I’m firing the questions so quickly that Caleb doesn’t have a chance to reply to any of them before I throw another in his direction. I’m right in the middle of going off on him when the other two walk in, and they’re both shocked and confused to see the way I’m yelling at Caleb.
“What the fuck is going on in here?” Terry asks.
“Nothing, I just found Caleb with his tongue down Clarissa’s throat,” I snap.
“What?”
“Really?”
Both Terry and Julian speak at the same time, and Caleb rolls his eyes.

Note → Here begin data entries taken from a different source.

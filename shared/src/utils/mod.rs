//! Utility functions and helpers

pub mod time;
//! Repair command implementation

use super::migrator;
use crate::output;
use anyhow::{bail, Result};
use chrono::Utc;
use clap::Args;
use strata_engine::config::EngineConfig;

#[derive(Args, Debug)]
pub struct RepairArgs {
    /// Tables to repair (default: every empty cold table)
    pub tables: Vec<String>,

    /// Print the report as JSON
    #[arg(long)]
    pub json: bool,
}

/// Returns false when a table selected for repair is still empty.
pub async fn run(args: RepairArgs, config: EngineConfig) -> Result<bool> {
    let migrator = migrator(&config).await?;
    for name in &args.tables {
        if migrator.catalog().get(name).is_none() {
            bail!("Unknown table: {}", name);
        }
    }

    let integrity = migrator.verify().await;
    let selected: Vec<String> = if args.tables.is_empty() {
        integrity.empty_tables.clone()
    } else {
        // Repair is for empty tables only; it never deduplicates.
        args.tables
            .iter()
            .filter(|name| {
                let empty = integrity.empty_tables.contains(name);
                if !empty && !args.json {
                    output::info(&format!("{}: cold already has rows, skipped", name));
                }
                empty
            })
            .cloned()
            .collect()
    };

    if selected.is_empty() {
        if !args.json {
            output::success("Nothing to repair");
        }
        return Ok(true);
    }

    let report = migrator.repair_at(&selected, Utc::now()).await;

    if args.json {
        println!("{}", serde_json::to_string_pretty(&report)?);
    } else {
        for table in &report.tables {
            output::repair(table);
        }
    }

    Ok(report.unrepaired().is_empty())
}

“She came on to me. I was turning her down and trying to get back from her but she wasn’t backing down. We barely even touched when Jeanette walked in, and now she’s making it sound like I had Clarissa bent over this backseat. That wasn’t the case, and she’s not listening to me when I tell her so,” Caleb says.
“Only because you didn’t have the chance to make it happen, I’m sure,” I reply. “I walk in and I see the two of them making out. I don’t know why you’re so surprised with the reaction I’m having. I told you already I was afraid of losing you to her, and now look where I am!”
“Settle down and listen,” Julian says. “You know being famous we’re going to run into women who throw themselves at us.”
“And if she was the one who came on to him, how can you say that they were making out? You don’t know what went down in here.” Terry also comes to his brother’s defense. “I think you should take a deep breath and think about this before you go off so strongly.”